Technology helps us in & out

A couple of monthsago I met a guy at the baths. Things went well and I gave him my phone number. As he was entering the number into his cell I noticed that he made a small notation beside it.

“What’s that?” I asked.

“Oh, that’s just to show that you’re one of my gay friends,” he said.

Of course. Wouldn’t want to speed-dial the wrong part of your personality, now would we?

The guy lived at home in the 905 with what I’m guessing is a fairly traditional family so he may have had more reasons than most for his discretion but I’m sure he’s not alone in compartmentalizing his life.

The internet was supposed to have eliminated the closet. With so many gay guys and so many queer resources so easily available online how could anyone fail to come out? But in fact technology seems to have made the closet both narrower and more comfortable. If you’re a young gay guy living at home in, say, Mississauga it’s perfectly possible to lead a wildly gay life in the midst of a very straight world. All you need is a cell phone and a secure internet connection. Have phone, will travel _ and they do. Thanks to cell phones kids can live with their parents for as long as they like but lead a separate existence with no one the wiser or more shocked.

Not that Toronto twinks are the only ones leading closeted lives thanks to technology. Last August New York magazine ran a fascinating profile of a married, fortysomething New Yorker who spiced up his work day with gay assignations. At the time of the article he’d been married for 10 years and screwing with guys for around 20. Most of his current hookups were arranged via Craigslist. The article was subtitled, in part, “How the Internet Has Made It Easier than Ever to Lead a Detection-proof Double Life.”

Living in the heart of the nation’s biggest and gayest city I sometimes find it difficult to believe that anyone’s still left in the closet. I mean, there are gay couples in every second design magazine, gay characters on TV and gay cabinet ministers making highly publicized marriages.

The closet is so not my life that I find even its fictional version a difficult sell. Much as I enjoyed Breakfast With Scot, Laurie Lynd’s charming comedy about a semi-closeted sportscaster and the pint-size flamer who upsets his picture-perfect world, I had trouble believing the adult hero was actually in the closet. How could he be? To me, he and his partner looked too much like those yuppie queens who squire each other through the aisles of Home Depot and Restoration Hardware searching for the perfect faucet.

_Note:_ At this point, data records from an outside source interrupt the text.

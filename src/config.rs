use anyhow::{Context, Result};
use directories::ProjectDirs;
use serde::{Deserialize, Serialize};
use std::path::PathBuf;
use tracing::{debug, warn};

/// User preferences persisted in `prefs.toml`.
#[derive(Serialize, Deserialize, Default, Debug, Clone, PartialEq, Eq)]
pub struct Config {
  pub theme_name: Option<String>,
  /// Player executable; `mpv` when unset.
  pub player: Option<String>,
}

fn config_file() -> Option<PathBuf> {
  ProjectDirs::from("", "", "yts").map(|dirs| dirs.config_dir().join("prefs.toml"))
}

impl Config {
  pub fn parse(content: &str) -> Result<Self> {
    toml::from_str(content).context("Invalid prefs.toml")
  }

  /// Load preferences, falling back to defaults when the file is absent or invalid.
  pub fn load() -> Self {
    let Some(path) = config_file() else { return Self::default() };
    let Ok(content) = std::fs::read_to_string(&path) else {
      debug!(path = %path.display(), "config: no prefs file");
      return Self::default();
    };
    match Self::parse(&content) {
      Ok(config) => config,
      Err(e) => {
        warn!(path = %path.display(), err = %format!("{:#}", e), "config: ignoring unreadable prefs");
        Self::default()
      }
    }
  }

  pub fn save(&self) {
    let Some(path) = config_file() else { return };
    if let Err(e) = self.write_to(&path) {
      warn!(path = %path.display(), err = %format!("{:#}", e), "config: failed to save prefs");
    }
  }

  fn write_to(&self, path: &std::path::Path) -> Result<()> {
    if let Some(dir) = path.parent() {
      std::fs::create_dir_all(dir).with_context(|| format!("Failed to create {}", dir.display()))?;
    }
    let content = toml::to_string(self).context("Failed to serialize prefs")?;
    std::fs::write(path, content).with_context(|| format!("Failed to write {}", path.display()))
  }
}

#[cfg(test)]
mod tests {
  use super::*;

  #[test]
  fn parse_full_prefs() {
    let config = Config::parse("theme_name = \"tide\"\nplayer = \"vlc\"\n").unwrap();
    assert_eq!(config.theme_name.as_deref(), Some("tide"));
    assert_eq!(config.player.as_deref(), Some("vlc"));
  }

  #[test]
  fn parse_empty_prefs_is_default() {
    assert_eq!(Config::parse("").unwrap(), Config::default());
  }

  #[test]
  fn parse_rejects_wrong_types() {
    assert!(Config::parse("player = 3").is_err());
  }

  #[test]
  fn serialized_prefs_parse_back() {
    let config = Config { theme_name: Some("paper".to_string()), player: None };
    let text = toml::to_string(&config).unwrap();
    assert_eq!(Config::parse(&text).unwrap(), config);
  }
}
/// Kitty placement and resized-thumbnail cache for the preview pane.
#[derive(Default)]
pub struct GraphicsCache {
  /// Where the preview image goes this frame, if a ready image is selected.
  pub thumb_area: Option<Rect>,
  pub last_sent: Option<(u64, usize, Rect)>,
  pub fitted: Option<(u64, usize, Rect, DynamicImage)>,
}

#[derive(Default)]
struct AsyncTasks {
  search_rx: Option<oneshot::Receiver<SearchOutcome>>,
  thumb_rx: Option<mpsc::Receiver<ThumbnailDelivery>>,
  thumb_handle: Option<JoinHandle<()>>,
}

pub struct App {
  pub editor: LineEditor,
  pub focus: Focus,
  pub phase: SearchPhase,
  pub theme_index: usize,
  /// Results of the current search, in payload order.
  pub entries: Vec<ResultEntry>,
  /// Error lines listed after the results. Never launchable.
  pub notices: Vec<String>,
  pub list_state: ListState,
  pub launcher: Launcher,
  /// False while the player owns the terminal.
  pub visible: bool,
  pub status_message: Option<String>,
  pub should_quit: bool,
  pub display_mode: DisplayMode,
  pub gfx: GraphicsCache,
  api: InnerTube,
  ticket: u64,
  tasks: AsyncTasks,
  launch_request: Option<String>,
  config: Config,
  status_time: Option<Instant>,
}

impl App {
  pub fn new(config: Config, display_mode: DisplayMode, api: InnerTube, player: String) -> Self {
    Self {
      editor: LineEditor::default(),
      focus: Focus::Input,
      phase: SearchPhase::Idle,
      theme_index: theme_index(config.theme_name.as_deref()),
      entries: Vec::new(),
      notices: Vec::new(),
      list_state: ListState::default(),
      launcher: Launcher::new(player),
      visible: true,
      status_message: None,
      should_quit: false,
      display_mode,
      gfx: GraphicsCache::default(),
      api,
      ticket: 0,
      tasks: AsyncTasks::default(),
      launch_request: None,
      config,
      status_time: None,
    }
  }

  pub fn theme(&self) -> &'static Theme {
    // theme_index only ever comes from theme_index() or a modulo of THEMES.len().
    &THEMES[self.theme_index]
  }

  pub fn next_theme(&mut self) {
    self.theme_index = (self.theme_index + 1) % THEMES.len();
    self.config.theme_name = Some(self.theme().name.to_string());
    self.config.save();
  }

  pub fn is_searching(&self) -> bool {
    matches!(self.phase, SearchPhase::Searching { .. })
  }

  /// Rows in the result list: results first, then notices.
  pub fn row_count(&self) -> usize {
    self.entries.len() + self.notices.len()
  }

  pub fn current_ticket(&self) -> u64 {
    self.ticket
  }

  /// Show a transient status line that expires on its own.
  pub fn set_status(&mut self, msg: impl Into<String>) {
    self.status_message = Some(msg.into());
    self.status_time = Some(Instant::now());
  }

  pub fn clear_status(&mut self) {
    self.status_message = None;
    self.status_time = None;
  }

  pub fn expire_status(&mut self) {
    if let Some(t) = self.status_time
      && t.elapsed() >= Duration::from_secs(constants().error_display_secs)
    {
      self.clear_status();
    }
  }

  // --- Query dispatch ---

  /// Dispatch the search typed in the input box. Blank input is ignored.
  pub fn trigger_search(&mut self) {
    let query = self.editor.text().trim().to_string();
    if query.is_empty() {
      return;
    }
    let ticket = self.begin_search(&query);

    let api = self.api.clone();
    let (tx, rx) = oneshot::channel();
    tokio::spawn(async move {
      let result = run_search(&api, &query).await;
      let _ = tx.send(SearchOutcome { ticket, result });
    });
    self.tasks.search_rx = Some(rx);
  }

  /// Reset the list and enter the searching phase under a fresh ticket.
  fn begin_search(&mut self, query: &str) -> u64 {
    self.cancel_previews();
    self.tasks.search_rx = None;
    self.ticket += 1;
    self.entries.clear();
    self.notices.clear();
    self.list_state.select(None);
    self.gfx = GraphicsCache::default();
    self.clear_status();
    self.phase = SearchPhase::Searching { query: query.to_string(), since: Instant::now() };
    info!(query = %query, ticket = self.ticket, "search dispatched");
    self.ticket
  }

  pub fn apply_search_outcome(&mut self, outcome: SearchOutcome) {
    if outcome.ticket != self.ticket {
      debug!(ticket = outcome.ticket, current = self.ticket, "search: dropping stale outcome");
      return;
    }
    self.phase = SearchPhase::Idle;

    match outcome.result {
      Ok(results) => {
        info!(ticket = outcome.ticket, count = results.len(), "search completed");
        self.entries = results.into_iter().map(|result| ResultEntry { result, preview: Preview::Loading }).collect();
        if self.entries.is_empty() {
          self.set_status("No results found.");
          self.focus = Focus::Input;
        } else {
          self.list_state.select(Some(0));
          self.focus = Focus::Results;
          self.start_previews();
        }
      }
      Err(e) => {
        error!(ticket = outcome.ticket, err = %format!("{:#}", e), "search failed");
        self.notices.push(format!("Error: {:#}", e));
        self.focus = Focus::Input;
      }
    }
  }

  // --- Thumbnails ---

  fn cancel_previews(&mut self) {
    if let Some(handle) = self.tasks.thumb_handle.take() {
      handle.abort();
    }
    self.tasks.thumb_rx = None;
  }

  fn start_previews(&mut self) {
    self.cancel_previews();
    let jobs: Vec<(usize, String)> =
      self.entries.iter().enumerate().map(|(i, e)| (i, e.result.thumbnail_url.clone())).collect();
    if jobs.is_empty() {
      return;
    }
    let client = self.api.http().clone();
    let ticket = self.ticket;
    let (tx, rx) = mpsc::channel(jobs.len());
    let handle = tokio::spawn(fetch_previews(client, ticket, jobs, tx));
    self.tasks.thumb_rx = Some(rx);
    self.tasks.thumb_handle = Some(handle);
  }

  pub fn apply_thumbnail(&mut self, delivery: ThumbnailDelivery) {
    if delivery.ticket != self.ticket {
      return;
    }
    let Some(entry) = self.entries.get_mut(delivery.index) else { return };
    entry.preview = match delivery.image {
      Some(image) => Preview::Ready(image),
      None => Preview::Unavailable,
    };
  }

  /// Drain finished background work. Runs on every loop iteration.
  pub fn check_pending(&mut self) {
    if let Some(mut rx) = self.tasks.search_rx.take() {
      match rx.try_recv() {
        Ok(outcome) => self.apply_search_outcome(outcome),
        Err(oneshot::error::TryRecvError::Empty) => {
          self.tasks.search_rx = Some(rx);
        }
        Err(oneshot::error::TryRecvError::Closed) => {
          error!(ticket = self.ticket, "search task ended without a result");
          self.phase = SearchPhase::Idle;
          self.notices.push("Error: search task ended unexpectedly".to_string());
        }
      }
    }

    let mut deliveries = Vec::new();
    if let Some(rx) = self.tasks.thumb_rx.as_mut() {
      while let Ok(delivery) = rx.try_recv() {
        deliveries.push(delivery);
      }
    }
    for delivery in deliveries {
      self.apply_thumbnail(delivery);
    }
  }

  // --- Playback ---

  pub fn launch_selected(&mut self) {
    if let Some(position) = self.list_state.selected() {
      self.launch(position);
    }
  }

  /// Request playback of the result at `position`. Positions past the results
  /// (notice rows, a list cleared since the selection was made) do nothing.
  /// The run loop hands the terminal over before the player is spawned.
  pub fn launch(&mut self, position: usize) {
    let Some(entry) = self.entries.get(position) else {
      debug!(position, results = self.entries.len(), "launch: no result at position");
      return;
    };
    self.launch_request = Some(watch_url(&entry.result.identifier));
  }

  pub fn take_launch_request(&mut self) -> Option<String> {
    self.launch_request.take()
  }

  /// Spawn the player for a taken launch request. Returns whether it started;
  /// on failure a notice is added and the window stays visible.
  pub async fn start_player(&mut self, url: String) -> bool {
    match self.launcher.launch(url).await {
      Ok(()) => {
        self.visible = false;
        true
      }
      Err(e) => {
        error!(err = %format!("{:#}", e), "launch failed");
        self.notices.push(format!("Error opening {}: {:#}", self.launcher.program(), e));
        false
      }
    }
  }

  /// Liveness tick: restore the UI once the player has exited.
  pub fn check_playback(&mut self) {
    if self.launcher.poll_exited() {
      self.visible = true;
      self.gfx.last_sent = None;
    }
  }

  pub async fn shutdown(&mut self) {
    self.cancel_previews();
    self.launch_request = None;
    self.launcher.stop().await;
  }
}
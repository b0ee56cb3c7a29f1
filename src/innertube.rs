//! Minimal client for YouTube's internal "InnerTube" search endpoint.
//!
//! The response is returned untouched as a JSON value; its shape is handled
//! by `projection`.

use anyhow::{Context, Result, anyhow};
use reqwest::Client;
use serde::Serialize;
use serde_json::Value;
use tracing::debug;

use crate::constants::constants;
use crate::projection::{self, SearchResult};

#[derive(Debug, Serialize)]
#[serde(rename_all = "camelCase")]
struct ClientInfo<'a> {
  client_name: &'a str,
  client_version: &'a str,
  hl: &'a str,
  gl: &'a str,
}

#[derive(Debug, Serialize)]
struct RequestContext<'a> {
  client: ClientInfo<'a>,
}

#[derive(Debug, Serialize)]
struct SearchRequest<'a> {
  context: RequestContext<'a>,
  query: &'a str,
}

fn search_request(query: &str) -> SearchRequest<'_> {
  let c = constants();
  SearchRequest {
    context: RequestContext {
      client: ClientInfo {
        client_name: &c.client_name,
        client_version: &c.client_version,
        hl: &c.client_hl,
        gl: &c.client_gl,
      },
    },
    query,
  }
}

/// Build the shared HTTP client used for search and thumbnail requests.
pub fn http_client() -> Result<Client> {
  let c = constants();
  Client::builder()
    .user_agent(c.user_agent.as_str())
    .timeout(c.request_timeout())
    .build()
    .context("Failed to build HTTP client")
}

#[derive(Debug, Clone)]
pub struct InnerTube {
  http: Client,
  endpoint: String,
}

impl InnerTube {
  pub fn new(http: Client) -> Self {
    Self { http, endpoint: constants().search_endpoint.clone() }
  }

  /// Point searches at a different URL.
  pub fn with_endpoint(mut self, endpoint: impl Into<String>) -> Self {
    self.endpoint = endpoint.into();
    self
  }

  #[cfg(test)]
  pub fn endpoint(&self) -> &str {
    &self.endpoint
  }

  pub fn http(&self) -> &Client {
    &self.http
  }

  /// Run a search and return the raw response payload.
  pub async fn search(&self, query: &str) -> Result<Value> {
    let c = constants();
    let response = self
      .http
      .post(&self.endpoint)
      .header("X-YouTube-Client-Name", &c.client_name_id)
      .header("X-YouTube-Client-Version", &c.client_version)
      .json(&search_request(query))
      .send()
      .await
      .context("Failed to reach YouTube")?;

    let status = response.status();
    if !status.is_success() {
      return Err(anyhow!("YouTube search returned HTTP {}", status));
    }

    let payload: Value = response.json().await.context("Failed to decode search response")?;
    debug!(query = %query, "innertube: search payload received");
    Ok(payload)
  }
}

/// Fetch a search payload and project it into records. Runs off the UI task.
pub async fn run_search(api: &InnerTube, query: &str) -> Result<Vec<SearchResult>> {
  let payload = api.search(query).await?;
  Ok(projection::project(&payload)?)
}

#[cfg(test)]
mod tests {
  use super::*;
  use serde_json::json;

  #[test]
  fn request_body_carries_web_client_context() {
    let body = serde_json::to_value(search_request("lofi")).unwrap();
    assert_eq!(
      body,
      json!({
        "context": {
          "client": {
            "clientName": "WEB",
            "clientVersion": constants().client_version,
            "hl": "en",
            "gl": "US"
          }
        },
        "query": "lofi"
      })
    );
  }

  #[test]
  fn http_client_builds() {
    assert!(http_client().is_ok());
  }

  #[test]
  fn endpoint_defaults_to_constants() {
    let api = InnerTube::new(http_client().unwrap());
    assert_eq!(api.endpoint(), constants().search_endpoint);
    let api = api.with_endpoint("http://127.0.0.1:1/");
    assert_eq!(api.endpoint(), "http://127.0.0.1:1/");
  }

  #[tokio::test]
  async fn unreachable_endpoint_is_an_error() {
    let api = InnerTube::new(http_client().unwrap()).with_endpoint("http://127.0.0.1:1/");
    let err = run_search(&api, "lofi").await.unwrap_err();
    assert!(format!("{:#}", err).starts_with("Failed to reach YouTube"));
  }
}
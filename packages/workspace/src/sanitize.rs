//! Sanitization seam. Generated article HTML is untrusted and must pass
//! through a sanitizer before it is published for rendering; the real
//! implementation is an external collaborator injected at construction.

/// Strip unsafe executable content from HTML. Pure: same input, same
/// output.
pub trait Sanitize: Send + Sync {
    fn sanitize(&self, html: &str) -> String;
}

/// Pass-through sanitizer for trusted or development content. Deployments
/// rendering third-party HTML must inject a real implementation.
#[derive(Debug, Default, Clone, Copy)]
pub struct IdentitySanitizer;

impl Sanitize for IdentitySanitizer {
    fn sanitize(&self, html: &str) -> String {
        html.to_string()
    }
}
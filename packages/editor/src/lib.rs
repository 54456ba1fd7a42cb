//! # Coscribe Editor
//!
//! Core document editing engine for Coscribe: the shared-document model,
//! the operation log that captures every local mutation as a replayable
//! batch, and the derived views (math decoration, topic) recomputed from
//! raw text on every change.
//!
//! ## Architecture
//!
//! ```text
//! ┌─────────────────────────────────────────────┐
//! │ document: Block/Inline tree + invariants    │
//! └─────────────────────────────────────────────┘
//!                     ↑
//! ┌─────────────────────────────────────────────┐
//! │ editor: operation log                       │
//! │  - record_batch: local edits → Operations   │
//! │  - apply_remote: peer ops, same apply path  │
//! │  - load: snapshot install, never recorded   │
//! └─────────────────────────────────────────────┘
//!                     ↑
//! ┌─────────────────────────────────────────────┐
//! │ derived views (pure, recomputed per change) │
//! │  - decorate: $...$ → overlay ranges         │
//! │  - topic: first block text                  │
//! └─────────────────────────────────────────────┘
//! ```
//!
//! ## Core Principles
//!
//! 1. **The document is canonical**: overlay ranges and topics are derived
//!    views and are never stored or synchronized.
//! 2. **One mutation path**: local and remote edits both go through
//!    operation application, so the two cannot diverge.
//! 3. **Closed operation vocabulary**: six kinds, exhaustively matched;
//!    selection and whole-value replacement are structurally excluded from
//!    the wire.

mod decorate;
mod document;
mod editor;
mod history;
mod operations;
mod topic;

pub use decorate::{decorate, decorate_document, DecorationFlag, OverlayRange};
pub use document::{Block, BlockKind, Document, Inline, InlinePath, NodePath, Point};
pub use editor::{Editor, EditorChange, Selection};
pub use history::{History, OperationBatch};
pub use operations::{ApplyError, Operation};
pub use topic::extract_topic;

But then perhaps my disbelief is itself a product of our boundless and often unwarranted faith in technology. Technology teaches us to believe that progress is swift, certain and very black and white, whereas the kind of psychosexual transition labelled as “coming out” is anything but.

Which is merely to say that it’s never quite as easy as in the movies. On TV and other fantasy factories coming out is invariably a flashy, one-off experience that solves all your dilemmas in one fell swoop. In reality it’s an ongoing process that never really ends.

I’ve been out for decades and I still pick and choose the situations in which I’ll share the central theme of my adult life. In some weird way it still feels a bit private and I don’t think I’m alone in this.

I’ve been doing some writing for the Toronto Star lately and it attracts quite a different audience from Xtra including, recently, a small-town mother who wrote to tell me about herself and her teenage son. Her son had recently come out and she was fine with that. In fact the whole family was behind the kid. She was, however, having trouble dealing with some of the antigay bigots in her circle. Her daughter recommended the direct approach but the mother didn’t know what to say and the reason, as far as I could see, was that she herself was not, in some sense, quite out. Not that she was gay, just that she hadn’t had time to process the whole thing. She accepted her son’s gayness but couldn’t quite accept herself as the mother of a gay son.

Not to worry, I told her. “Your son has probably been thinking about this for years. Don’t be surprised if you spend a bit of time processing it too.”

But I also thought that people with similar concerns might be better able to help her than I could so I sent her to the website for Parents Family and Friends of Lesbians and Gays (Pflag.org). Despite my rampant lack of faith in technology I figured it was a good place to start.